▶ [DESCRIPTION OF THE TASK]: Word for word, repeat every record.

▶ [RECORDS SUPPLIED]:
+-------+

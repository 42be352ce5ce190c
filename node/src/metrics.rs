//! # Prometheus Metrics
//!
//! Operational metrics for the execution host. The registry is rendered in
//! the Prometheus text exposition format at the end of `exec --metrics`.
//!
//! All metrics are registered in a dedicated [`prometheus::Registry`] under
//! the `vault` namespace so they do not collide with any default global
//! registry consumers.

use prometheus::{
    Encoder, Gauge, Histogram, HistogramOpts, IntCounter, IntCounterVec, IntGauge, Opts, Registry,
    TextEncoder,
};
use vault_protocol::amount::{Wei, WEI_PER_UNIT};

/// Holds all Prometheus metric handles for the host.
#[derive(Clone)]
pub struct LedgerMetrics {
    /// Prometheus registry that owns all metrics below.
    registry: Registry,
    /// Calls executed, labelled by operation and outcome.
    pub calls_total: IntCounterVec,
    /// Events appended to the persistent log.
    pub events_persisted_total: IntCounter,
    /// Value held in custody by the vault, in whole units.
    pub contract_held_units: Gauge,
    /// Number of distinct principals that ever deposited.
    pub depositors: IntGauge,
    /// Histogram of per-call execution latency in seconds, persistence included.
    pub call_latency_seconds: Histogram,
}

impl LedgerMetrics {
    /// Creates and registers all metrics. Call once per process.
    pub fn new() -> Result<Self, prometheus::Error> {
        let registry = Registry::new_custom(Some("vault".into()), None)?;

        let calls_total = IntCounterVec::new(
            Opts::new("calls_total", "Total number of executed calls"),
            &["op", "outcome"],
        )?;
        registry.register(Box::new(calls_total.clone()))?;

        let events_persisted_total = IntCounter::new(
            "events_persisted_total",
            "Total number of events appended to the ledger log",
        )?;
        registry.register(Box::new(events_persisted_total.clone()))?;

        let contract_held_units = Gauge::new(
            "contract_held_units",
            "Value held in custody by the vault, in whole units",
        )?;
        registry.register(Box::new(contract_held_units.clone()))?;

        let depositors = IntGauge::new("depositors", "Number of distinct depositors")?;
        registry.register(Box::new(depositors.clone()))?;

        let call_latency_seconds = Histogram::with_opts(
            HistogramOpts::new(
                "call_latency_seconds",
                "Per-call execution latency in seconds, persistence included",
            )
            .buckets(vec![
                0.000_01, 0.000_05, 0.000_1, 0.000_5, 0.001, 0.005, 0.01, 0.05, 0.1,
            ]),
        )?;
        registry.register(Box::new(call_latency_seconds.clone()))?;

        Ok(Self {
            registry,
            calls_total,
            events_persisted_total,
            contract_held_units,
            depositors,
            call_latency_seconds,
        })
    }

    /// Records one executed call.
    pub fn observe_call(&self, op: &str, outcome: &str, seconds: f64) {
        self.calls_total.with_label_values(&[op, outcome]).inc();
        self.call_latency_seconds.observe(seconds);
    }

    /// Refreshes the vault gauges from the current ledger.
    pub fn set_ledger(&self, held: Wei, depositors: usize) {
        // Precision loss is acceptable for a gauge.
        self.contract_held_units
            .set(held as f64 / WEI_PER_UNIT as f64);
        self.depositors
            .set(i64::try_from(depositors).unwrap_or(i64::MAX));
    }

    /// Encodes all registered metrics into the Prometheus text exposition format.
    pub fn encode(&self) -> Result<String, prometheus::Error> {
        let encoder = TextEncoder::new();
        let metric_families = self.registry.gather();
        let mut buffer = Vec::new();
        encoder.encode(&metric_families, &mut buffer)?;
        String::from_utf8(buffer).map_err(|e| prometheus::Error::Msg(e.to_string()))
    }
}

#[cfg(test)]
mod tests {
    use super::*;

    #[test]
    fn encodes_namespaced_metrics() {
        let metrics = LedgerMetrics::new().unwrap();
        metrics.observe_call("deposit", "success", 0.000_2);
        metrics.observe_call("withdraw", "reverted", 0.000_1);
        metrics.set_ledger(3 * WEI_PER_UNIT / 2, 2);

        let text = metrics.encode().unwrap();
        assert!(text.contains(r#"vault_calls_total{op="deposit",outcome="success"} 1"#));
        assert!(text.contains(r#"vault_calls_total{op="withdraw",outcome="reverted"} 1"#));
        assert!(text.contains("vault_contract_held_units 1.5"));
        assert!(text.contains("vault_depositors 2"));
        assert!(text.contains("vault_call_latency_seconds_count 2"));
    }
}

+-------+

▶ [SOLUTION TO THIS PROBLEM]:
repository 42be352ce5ce190c
filename node/src/metrics.rs
//! # Prometheus Metrics
//!
//! Operational metrics for the execution host. The registry is rendered in
//! the Prometheus text exposition format at the end of `exec --metrics`.
//!
//! All metrics are registered in a dedicated [`prometheus::Registry`] under
//! the `vault` namespace so they do not collide with any default global
//! registry consumers.

use prometheus::{
    Encoder, Gauge, Histogram, HistogramOpts, IntCounter, IntCounterVec, IntGauge, Opts, Registry,
    TextEncoder,
};
use vault_protocol::amount::{Wei, WEI_PER_UNIT};

/// Holds all Prometheus metric handles for the host.
#[derive(Clone)]
pub struct LedgerMetrics {
    /// Prometheus registry that owns all metrics below.
    registry: Registry,
    /// Calls executed, labelled by operation and outcome.
    pub calls_total: IntCounterVec,
    /// Events appended to the persistent log.
    pub events_persisted_total: IntCounter,
    /// Value held in custody by the vault, in whole units.
    pub contract_held_units: Gauge,
    /// Number of distinct principals that ever deposited.
    pub depositors: IntGauge,
    /// Histogram of per-call execution latency in seconds, persistence included.
    pub call_latency_seconds: Histogram,
}

impl LedgerMetrics {
    /// Creates and registers all metrics. Call once per process.
    pub fn new() -> Result<Self, prometheus::Error> {
        let registry = Registry::new_custom(Some("vault".into()), None)?;

        let calls_total = IntCounterVec::new(
            Opts::new("calls_total", "Total number of executed calls"),
            &["op", "outcome"],
        )?;
        registry.register(Box::new(calls_total.clone()))?;

        let events_persisted_total = IntCounter::new(
            "events_persisted_total",
            "Total number of events appended to the ledger log",
        )?;
        registry.register(Box::new(events_persisted_total.clone()))?;

        let contract_held_units = Gauge::new(
            "contract_held_units",
            "Value held in custody by the vault, in whole units",
        )?;
        registry.register(Box::new(contract_held_units.clone()))?;

        let depositors = IntGauge::new("depositors", "Number of distinct depositors")?;
        registry.register(Box::new(depositors.clone()))?;

        let call_latency_seconds = Histogram::with_opts(
            HistogramOpts::new(
                "call_latency_seconds",
                "Per-call execution latency in seconds, persistence included",
            )
            .buckets(vec![
                0.000_01, 0.000_05, 0.000_1, 0.000_5, 0.001, 0.005, 0.01, 0.05, 0.1,
            ]),
        )?;
        registry.register(Box::new(call_latency_seconds.clone()))?;

        Ok(Self {
            registry,
            calls_total,
            events_persisted_total,
            contract_held_units,
            depositors,
            call_latency_seconds,
        })
    }

    /// Records one executed call.
    pub fn observe_call(&self, op: &str, outcome: &str, seconds: f64) {
        self.calls_total.with_label_values(&[op, outcome]).inc();
        self.call_latency_seconds.observe(seconds);
    }

    /// Refreshes the vault gauges from the current ledger.
    pub fn set_ledger(&self, held: Wei, depositors: usize) {
        // Precision loss is acceptable for a gauge.
        self.contract_held_units
            .set(held as f64 / WEI_PER_UNIT as f64);
        self.depositors
            .set(i64::try_from(depositors).unwrap_or(i64::MAX));
    }

    /// Encodes all registered metrics into the Prometheus text exposition format.
    pub fn encode(&self) -> Result<String, prometheus::Error> {
        let encoder = TextEncoder::new();
        let metric_families = self.registry.gather();
        let mut buffer = Vec::new();
        encoder.encode(&metric_families, &mut buffer)?;
        String::from_utf8(buffer).map_err(|e| prometheus::Error::Msg(e.to_string()))
    }
}

#[cfg(test)]
mod tests {
    use super::*;

    #[test]
    fn encodes_namespaced_metrics() {
        let metrics = LedgerMetrics::new().unwrap();
        metrics.observe_call("deposit", "success", 0.000_2);
        metrics.observe_call("withdraw", "reverted", 0.000_1);
        metrics.set_ledger(3 * WEI_PER_UNIT / 2, 2);

        let text = metrics.encode().unwrap();
        assert!(text.contains(r#"vault_calls_total{op="deposit",outcome="success"} 1"#));
        assert!(text.contains(r#"vault_calls_total{op="withdraw",outcome="reverted"} 1"#));
        assert!(text.contains("vault_contract_held_units 1.5"));
        assert!(text.contains("vault_depositors 2"));
        assert!(text.contains("vault_call_latency_seconds_count 2"));
    }
}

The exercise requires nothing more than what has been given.